Para finalizar, trago um trecho de Lacan que demarca que ele conhecia os orixás. Ao interrogar sobre a vontade dos deuses, ele relaciona a natureza do amor com as diferentes iniciações, com as cerimônias das divindades:
(…) o que quer dizer iniciação (…) designando cerimônias muito precisas (…) pode-se encontrar sob a forma de transes ou de fenômenos de possessão (…) Platão nos diz assim que aqueles que tiveram a iniciação de Zeus não reagem no amor como aqueles que tiveram a iniciação de Ares. Substituam esses nomes por aqueles que, em tal estado do Brasil, podem servir para designar tal espírito da terra, da guerra, tal divindade soberana – não estamos aqui para fazer exotismo, mas é justamente disso que se trata.[6]
Nessa direção, entende-se que a permanência do candomblé, suas festas ritualizadas e a cultura Yorubá na cidade ocorrem muito além do arcabouço mítico ou das questões em torno da ontologia, mas sobretudo a partir do exotismo, daquilo que se faz estrangeiro ao ser e que inclui a existência.
[1] Prandi, R. Mitologia dos orixás. São Paulo: Companhia das Letras, 2001.

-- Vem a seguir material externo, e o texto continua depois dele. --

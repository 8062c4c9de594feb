//! Notifications emitted by the docking engine for the rendering layer.

use serde::{Deserialize, Serialize};
use std::collections::VecDeque;

use crate::types::PanelId;

#[derive(Debug, Clone, Copy, PartialEq, Eq, Serialize, Deserialize)]
#[serde(tag = "type", content = "panel")]
pub enum DockEvent {
    /// The panel went from floating to docked.
    Attached(PanelId),
    /// The panel went from docked to floating.
    Detached(PanelId),
    Moved(PanelId),
    Resized(PanelId),
    Closed(PanelId),
    /// Tree changed; the host should run a layout pass.
    LayoutRequested,
}

/// Discriminant used to key panel event handlers.
#[derive(Debug, Clone, Copy, PartialEq, Eq, Hash, PartialOrd, Ord, Serialize, Deserialize)]
pub enum EventKind {
    Attached,
    Detached,
    Moved,
    Resized,
    Closed,
    LayoutRequested,
}

impl DockEvent {
    pub fn kind(&self) -> EventKind {
        match self {
            DockEvent::Attached(_) => EventKind::Attached,
            DockEvent::Detached(_) => EventKind::Detached,
            DockEvent::Moved(_) => EventKind::Moved,
            DockEvent::Resized(_) => EventKind::Resized,
            DockEvent::Closed(_) => EventKind::Closed,
            DockEvent::LayoutRequested => EventKind::LayoutRequested,
        }
    }

    /// The panel this event is addressed to, if any.
    pub fn panel(&self) -> Option<PanelId> {
        match *self {
            DockEvent::Attached(id)
            | DockEvent::Detached(id)
            | DockEvent::Moved(id)
            | DockEvent::Resized(id)
            | DockEvent::Closed(id) => Some(id),
            DockEvent::LayoutRequested => None,
        }
    }
}

/// FIFO of pending notifications, drained by the host once per frame.
#[derive(Debug, Default)]
pub struct EventQueue {
    items: VecDeque<DockEvent>,
}

impl EventQueue {
    pub fn new() -> Self {
        Self::default()
    }

    pub fn push(&mut self, event: DockEvent) {
        tracing::trace!(?event, "queued dock event");
        self.items.push_back(event);
    }

    /// Take every pending event in emission order.
    pub fn drain(&mut self) -> Vec<DockEvent> {
        self.items.drain(..).collect()
    }

    pub fn len(&self) -> usize {
        self.items.len()
    }

    pub fn is_empty(&self) -> bool {
        self.items.is_empty()
    }

    pub fn iter(&self) -> impl Iterator<Item = &DockEvent> {
        self.items.iter()
    }

    pub fn clear(&mut self) {
        self.items.clear();
    }
}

[2] Lima, F. Corpo e ancestralidade. Repertório, Salvador, n. 24, 2015, p. 19.
[3] Leite, L. apud Oiveira, B. A dança vem antes. A música olha e toca: a palavra percussiva na canção brasileira. Jornal literário da companhia editora de Pernambuco, n. 178, dezembro 2020, p. 7.
[4] Klein, T. Cad. Psicanál. (CPRJ), Rio de Janeiro, v. 44 n. 47, p. 69-91, jul./dez. 2022.
[5] Santiago, J. A religião é sintoma. Disponível em: https://medium.com/@zadigdocesebarbaros/a-religi%C3%A3o-%C3%A9-sintoma-76cded813155 Acessado em: 13/09/2024.
[6] Lacan, J. (1959-1960). O Seminário, livro 7: a ética da psicanálise. Rio de Janeiro: Zahar, 2008, p. 307. Este trecho foi um precioso achado de Iordan Gurgel e citado no Fórum La movida Zadig Doces & Bárbaros, realizado em Salvador no dia 13 de setembro de 2024.